_WHAT IS REQUIRED:_ A single number is required: the count of lines in the records below that contain the word "Copy".

_Stored data:_
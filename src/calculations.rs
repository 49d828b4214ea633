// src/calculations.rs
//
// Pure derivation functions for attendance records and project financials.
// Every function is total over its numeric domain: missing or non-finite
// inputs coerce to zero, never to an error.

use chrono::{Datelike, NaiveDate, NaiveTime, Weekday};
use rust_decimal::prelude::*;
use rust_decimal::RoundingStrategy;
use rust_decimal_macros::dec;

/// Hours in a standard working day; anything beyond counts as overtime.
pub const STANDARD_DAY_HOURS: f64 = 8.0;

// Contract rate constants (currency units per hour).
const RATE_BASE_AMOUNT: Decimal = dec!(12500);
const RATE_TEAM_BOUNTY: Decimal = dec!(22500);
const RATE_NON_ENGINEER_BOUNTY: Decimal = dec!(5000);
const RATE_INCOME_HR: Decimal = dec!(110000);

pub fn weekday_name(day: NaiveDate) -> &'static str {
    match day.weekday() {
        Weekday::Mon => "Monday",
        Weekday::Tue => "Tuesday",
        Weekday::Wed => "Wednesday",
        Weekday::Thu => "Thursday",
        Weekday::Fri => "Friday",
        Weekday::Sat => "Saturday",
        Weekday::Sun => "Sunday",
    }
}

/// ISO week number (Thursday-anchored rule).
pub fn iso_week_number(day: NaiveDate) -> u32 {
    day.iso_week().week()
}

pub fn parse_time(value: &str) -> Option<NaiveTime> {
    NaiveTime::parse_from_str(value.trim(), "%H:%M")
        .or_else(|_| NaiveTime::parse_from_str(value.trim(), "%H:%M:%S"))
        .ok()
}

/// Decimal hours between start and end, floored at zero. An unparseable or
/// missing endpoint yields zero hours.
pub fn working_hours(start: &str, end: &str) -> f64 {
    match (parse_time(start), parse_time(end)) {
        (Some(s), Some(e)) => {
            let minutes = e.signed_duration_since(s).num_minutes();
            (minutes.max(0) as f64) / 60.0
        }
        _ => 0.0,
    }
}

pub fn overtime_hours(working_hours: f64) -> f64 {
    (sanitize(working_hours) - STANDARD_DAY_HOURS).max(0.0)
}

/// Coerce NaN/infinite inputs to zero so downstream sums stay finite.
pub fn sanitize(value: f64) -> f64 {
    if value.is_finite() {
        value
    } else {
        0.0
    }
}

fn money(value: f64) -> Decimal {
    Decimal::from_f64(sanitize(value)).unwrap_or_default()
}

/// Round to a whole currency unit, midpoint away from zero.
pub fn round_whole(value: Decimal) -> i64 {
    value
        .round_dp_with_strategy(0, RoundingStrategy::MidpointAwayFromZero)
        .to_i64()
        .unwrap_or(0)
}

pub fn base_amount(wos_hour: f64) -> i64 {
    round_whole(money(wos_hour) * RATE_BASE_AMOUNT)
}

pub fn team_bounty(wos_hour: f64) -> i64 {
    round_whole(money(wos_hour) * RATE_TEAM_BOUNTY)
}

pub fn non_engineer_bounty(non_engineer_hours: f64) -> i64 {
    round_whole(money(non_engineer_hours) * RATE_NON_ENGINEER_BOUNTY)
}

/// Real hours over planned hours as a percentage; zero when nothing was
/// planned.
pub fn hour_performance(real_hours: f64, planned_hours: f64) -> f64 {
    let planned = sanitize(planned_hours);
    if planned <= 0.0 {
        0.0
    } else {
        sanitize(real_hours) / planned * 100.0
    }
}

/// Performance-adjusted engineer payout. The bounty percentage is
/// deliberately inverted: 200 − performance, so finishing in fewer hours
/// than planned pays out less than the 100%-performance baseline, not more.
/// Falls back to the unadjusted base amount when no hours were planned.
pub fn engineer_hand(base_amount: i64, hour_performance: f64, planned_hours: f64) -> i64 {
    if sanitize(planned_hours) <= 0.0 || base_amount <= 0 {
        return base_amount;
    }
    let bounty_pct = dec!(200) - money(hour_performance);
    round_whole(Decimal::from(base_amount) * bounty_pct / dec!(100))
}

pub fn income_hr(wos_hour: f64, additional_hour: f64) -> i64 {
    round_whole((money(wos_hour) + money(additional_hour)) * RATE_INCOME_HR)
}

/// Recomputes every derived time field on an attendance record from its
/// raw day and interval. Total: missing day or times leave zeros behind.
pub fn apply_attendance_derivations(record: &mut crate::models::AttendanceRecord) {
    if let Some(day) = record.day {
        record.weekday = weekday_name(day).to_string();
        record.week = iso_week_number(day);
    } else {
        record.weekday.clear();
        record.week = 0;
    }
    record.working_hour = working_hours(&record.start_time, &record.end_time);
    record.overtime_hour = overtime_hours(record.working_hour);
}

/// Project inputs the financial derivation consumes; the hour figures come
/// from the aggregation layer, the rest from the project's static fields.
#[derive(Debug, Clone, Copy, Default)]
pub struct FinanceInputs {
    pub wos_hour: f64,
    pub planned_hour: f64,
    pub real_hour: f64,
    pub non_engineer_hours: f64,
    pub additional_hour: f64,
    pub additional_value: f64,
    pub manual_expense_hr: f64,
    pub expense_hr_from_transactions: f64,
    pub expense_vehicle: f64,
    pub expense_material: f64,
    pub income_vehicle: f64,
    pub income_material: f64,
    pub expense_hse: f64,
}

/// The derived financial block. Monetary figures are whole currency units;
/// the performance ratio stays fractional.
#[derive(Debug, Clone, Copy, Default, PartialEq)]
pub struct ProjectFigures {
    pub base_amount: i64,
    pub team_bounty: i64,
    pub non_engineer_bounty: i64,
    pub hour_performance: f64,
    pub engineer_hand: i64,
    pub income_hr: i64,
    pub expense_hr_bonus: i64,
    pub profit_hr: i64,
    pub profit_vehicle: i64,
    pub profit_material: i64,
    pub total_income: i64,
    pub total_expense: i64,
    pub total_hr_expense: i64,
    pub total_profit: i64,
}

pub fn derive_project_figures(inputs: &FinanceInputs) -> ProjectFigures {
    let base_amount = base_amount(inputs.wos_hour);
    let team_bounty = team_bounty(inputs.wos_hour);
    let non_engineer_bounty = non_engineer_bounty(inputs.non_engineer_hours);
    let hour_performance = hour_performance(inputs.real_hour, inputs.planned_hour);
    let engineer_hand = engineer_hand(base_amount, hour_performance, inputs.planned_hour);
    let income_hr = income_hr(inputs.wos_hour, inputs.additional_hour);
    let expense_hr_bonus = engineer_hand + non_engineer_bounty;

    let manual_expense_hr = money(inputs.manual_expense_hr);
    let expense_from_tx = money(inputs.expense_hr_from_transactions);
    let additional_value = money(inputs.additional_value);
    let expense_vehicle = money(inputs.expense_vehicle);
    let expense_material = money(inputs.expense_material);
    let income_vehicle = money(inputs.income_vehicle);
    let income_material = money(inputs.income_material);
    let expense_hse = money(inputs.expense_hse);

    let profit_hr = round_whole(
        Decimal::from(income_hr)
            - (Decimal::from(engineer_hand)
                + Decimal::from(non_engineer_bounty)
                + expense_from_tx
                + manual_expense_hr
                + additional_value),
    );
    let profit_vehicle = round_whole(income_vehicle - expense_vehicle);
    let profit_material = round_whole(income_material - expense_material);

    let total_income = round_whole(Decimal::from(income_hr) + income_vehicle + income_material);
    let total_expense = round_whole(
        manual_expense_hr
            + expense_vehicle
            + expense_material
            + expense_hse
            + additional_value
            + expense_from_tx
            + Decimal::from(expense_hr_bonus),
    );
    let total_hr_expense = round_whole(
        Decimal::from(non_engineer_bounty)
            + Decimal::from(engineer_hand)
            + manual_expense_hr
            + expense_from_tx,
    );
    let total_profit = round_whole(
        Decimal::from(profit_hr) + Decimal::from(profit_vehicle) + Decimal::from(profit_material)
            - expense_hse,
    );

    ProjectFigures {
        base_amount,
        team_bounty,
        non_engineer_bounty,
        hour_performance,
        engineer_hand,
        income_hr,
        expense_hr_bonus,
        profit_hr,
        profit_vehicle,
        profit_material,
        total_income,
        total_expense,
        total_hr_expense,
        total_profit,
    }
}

_RESPONSE:_ 2